Exercise instructions
Scan the entries below and extract each line with the word "IntersectionEntry" in it.
Data records Block Start
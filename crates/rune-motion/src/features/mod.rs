//! Gesture and observer features.
//!
//! A feature binds one node to a host event source. On a qualifying event it
//! toggles the node's animation type and calls the user callback from the
//! node's props. Sources are traits so hosts can plug in their own event
//! loop; [`PointerRegistry`] and [`IntersectionRegistry`] are in-process
//! implementations driven by explicit dispatch calls.

pub mod hover;
pub mod in_view;

pub use hover::HoverGesture;
pub use in_view::{InViewFeature, ViewportAmount, ViewportOptions};

use std::cell::{Cell, RefCell};
use std::rc::{Rc, Weak};

use crate::types::AnimationType;

/// Removes a listener when called.
pub type Disposer = Box<dyn FnOnce()>;

/// A unit of behavior mounted on one node.
pub trait Feature {
    /// Attach listeners.
    fn mount(&mut self);

    /// Props changed while mounted.
    fn update(&mut self) {}

    /// Detach listeners.
    fn unmount(&mut self);
}

/// Shared flag held while a drag gesture is in progress.
#[derive(Debug, Clone, Default)]
pub struct DragLock(Rc<Cell<bool>>);

impl DragLock {
    pub fn new() -> Self {
        Self::default()
    }

    /// Take the lock. Returns false if it is already held.
    pub fn acquire(&self) -> bool {
        !self.0.replace(true)
    }

    pub fn release(&self) {
        self.0.set(false);
    }

    pub fn is_active(&self) -> bool {
        self.0.get()
    }
}

#[derive(Debug, Clone, Copy, PartialEq, Eq)]
pub enum PointerKind {
    Mouse,
    Pen,
    Touch,
}

#[derive(Debug, Clone, Copy, PartialEq, Eq)]
pub enum PointerPhase {
    Enter,
    Leave,
}

#[derive(Debug, Clone, Copy, PartialEq)]
pub struct PointerEvent {
    pub kind: PointerKind,
    pub phase: PointerPhase,
    pub x: f64,
    pub y: f64,
}

#[derive(Debug, Clone, Copy, PartialEq)]
pub struct Point {
    pub x: f64,
    pub y: f64,
}

/// Extra information passed to pointer callbacks.
#[derive(Debug, Clone, Copy, PartialEq)]
pub struct EventInfo {
    pub point: Point,
}

impl From<&PointerEvent> for EventInfo {
    fn from(event: &PointerEvent) -> Self {
        Self {
            point: Point {
                x: event.x,
                y: event.y,
            },
        }
    }
}

pub type PointerCallback = Rc<dyn Fn(&PointerEvent, &EventInfo)>;

/// Host binding for pointer enter/leave events.
pub trait PointerSource {
    fn add_listener(&self, node_id: &str, phase: PointerPhase, listener: PointerCallback)
    -> Disposer;
}

#[derive(Debug, Clone, Copy, PartialEq)]
pub struct IntersectionEntry {
    pub is_intersecting: bool,
    /// Visible fraction of the node.
    pub ratio: f64,
}

/// Options passed to an intersection source.
#[derive(Debug, Clone, PartialEq, Default)]
pub struct IntersectionOptions {
    /// Grows or shrinks the viewport, CSS margin syntax.
    pub margin: Option<String>,
    /// Visible fraction at which the node counts as intersecting.
    pub threshold: f64,
}

pub type IntersectionCallback = Rc<dyn Fn(&IntersectionEntry)>;

/// Told when a feature actually flips an animation type on the node, so the
/// host can re-run target animation for it.
pub type ActiveChangeCallback = Rc<dyn Fn(AnimationType, bool)>;

/// Host binding for viewport intersection changes.
pub trait IntersectionSource {
    fn observe(
        &self,
        node_id: &str,
        options: IntersectionOptions,
        listener: IntersectionCallback,
    ) -> Disposer;
}

struct Registration<K, L> {
    id: u64,
    node_id: String,
    key: K,
    listener: L,
}

struct Registry<K, L> {
    next_id: u64,
    entries: Vec<Registration<K, L>>,
}

impl<K, L> Default for Registry<K, L> {
    fn default() -> Self {
        Self {
            next_id: 0,
            entries: Vec::new(),
        }
    }
}

fn register<K: 'static, L: 'static>(
    registry: &Rc<RefCell<Registry<K, L>>>,
    node_id: &str,
    key: K,
    listener: L,
) -> Disposer {
    let id = {
        let mut inner = registry.borrow_mut();
        let id = inner.next_id;
        inner.next_id += 1;
        inner.entries.push(Registration {
            id,
            node_id: node_id.to_string(),
            key,
            listener,
        });
        id
    };

    let weak: Weak<RefCell<Registry<K, L>>> = Rc::downgrade(registry);
    Box::new(move || {
        if let Some(registry) = weak.upgrade() {
            registry.borrow_mut().entries.retain(|entry| entry.id != id);
        }
    })
}

/// In-process [`PointerSource`].
#[derive(Clone, Default)]
pub struct PointerRegistry {
    inner: Rc<RefCell<Registry<PointerPhase, PointerCallback>>>,
}

impl PointerRegistry {
    pub fn new() -> Self {
        Self::default()
    }

    /// Deliver `event` to the node's listeners for its phase. Returns how
    /// many listeners ran.
    pub fn dispatch(&self, node_id: &str, event: &PointerEvent) -> usize {
        let listeners: Vec<PointerCallback> = self
            .inner
            .borrow()
            .entries
            .iter()
            .filter(|entry| entry.node_id == node_id && entry.key == event.phase)
            .map(|entry| Rc::clone(&entry.listener))
            .collect();

        let info = EventInfo::from(event);
        for listener in &listeners {
            listener(event, &info);
        }
        listeners.len()
    }

    pub fn listener_count(&self) -> usize {
        self.inner.borrow().entries.len()
    }
}

impl PointerSource for PointerRegistry {
    fn add_listener(
        &self,
        node_id: &str,
        phase: PointerPhase,
        listener: PointerCallback,
    ) -> Disposer {
        register(&self.inner, node_id, phase, listener)
    }
}

/// In-process [`IntersectionSource`].
#[derive(Clone, Default)]
pub struct IntersectionRegistry {
    inner: Rc<RefCell<Registry<IntersectionOptions, IntersectionCallback>>>,
}

impl IntersectionRegistry {
    pub fn new() -> Self {
        Self::default()
    }

    /// Report that `ratio` of the node is visible. Each observer decides
    /// intersection against its own threshold. Returns how many observers ran.
    pub fn notify(&self, node_id: &str, ratio: f64) -> usize {
        let observers: Vec<(f64, IntersectionCallback)> = self
            .inner
            .borrow()
            .entries
            .iter()
            .filter(|entry| entry.node_id == node_id)
            .map(|entry| (entry.key.threshold, Rc::clone(&entry.listener)))
            .collect();

        for (threshold, listener) in &observers {
            let entry = IntersectionEntry {
                is_intersecting: ratio > 0.0 && ratio >= *threshold,
                ratio,
            };
            listener(&entry);
        }
        observers.len()
    }

    /// Options of the observers attached to a node.
    pub fn options_for(&self, node_id: &str) -> Vec<IntersectionOptions> {
        self.inner
            .borrow()
            .entries
            .iter()
            .filter(|entry| entry.node_id == node_id)
            .map(|entry| entry.key.clone())
            .collect()
    }

    pub fn observer_count(&self) -> usize {
        self.inner.borrow().entries.len()
    }
}

impl IntersectionSource for IntersectionRegistry {
    fn observe(
        &self,
        node_id: &str,
        options: IntersectionOptions,
        listener: IntersectionCallback,
    ) -> Disposer {
        register(&self.inner, node_id, options, listener)
    }
}

#[cfg(test)]
mod tests {
    use super::*;

    fn enter(kind: PointerKind) -> PointerEvent {
        PointerEvent {
            kind,
            phase: PointerPhase::Enter,
            x: 3.0,
            y: 4.0,
        }
    }

    #[test]
    fn test_drag_lock() {
        let lock = DragLock::new();
        let shared = lock.clone();
        assert!(lock.acquire());
        assert!(!shared.acquire());
        assert!(shared.is_active());
        lock.release();
        assert!(!shared.is_active());
    }

    #[test]
    fn test_pointer_registry_dispatch_and_dispose() {
        let registry = PointerRegistry::new();
        let hits = Rc::new(Cell::new(0));

        let seen = hits.clone();
        let dispose = registry.add_listener(
            "card",
            PointerPhase::Enter,
            Rc::new(move |_, info| {
                assert_eq!(info.point, Point { x: 3.0, y: 4.0 });
                seen.set(seen.get() + 1);
            }),
        );

        assert_eq!(registry.dispatch("card", &enter(PointerKind::Mouse)), 1);
        assert_eq!(registry.dispatch("other", &enter(PointerKind::Mouse)), 0);
        let leave = PointerEvent {
            phase: PointerPhase::Leave,
            ..enter(PointerKind::Mouse)
        };
        assert_eq!(registry.dispatch("card", &leave), 0);
        assert_eq!(hits.get(), 1);

        dispose();
        assert_eq!(registry.listener_count(), 0);
        assert_eq!(registry.dispatch("card", &enter(PointerKind::Mouse)), 0);
    }

    #[test]
    fn test_intersection_registry_thresholds() {
        let registry = IntersectionRegistry::new();
        let seen = Rc::new(RefCell::new(Vec::new()));

        let log = seen.clone();
        let _dispose = registry.observe(
            "hero",
            IntersectionOptions {
                margin: None,
                threshold: 0.5,
            },
            Rc::new(move |entry| log.borrow_mut().push(entry.is_intersecting)),
        );

        registry.notify("hero", 0.25);
        registry.notify("hero", 0.75);
        registry.notify("hero", 0.0);
        assert_eq!(*seen.borrow(), vec![false, true, false]);
        assert_eq!(registry.options_for("hero")[0].threshold, 0.5);
    }

    #[test]
    fn test_disposer_outliving_registry_is_harmless() {
        let registry = IntersectionRegistry::new();
        let dispose = registry.observe("a", IntersectionOptions::default(), Rc::new(|_| {}));
        drop(registry);
        dispose();
    }
}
Data records Block End
Exercise response
pub struct IntersectionEntry {
pub type IntersectionCallback = Rc<dyn Fn(&IntersectionEntry)>;
            let entry = IntersectionEntry {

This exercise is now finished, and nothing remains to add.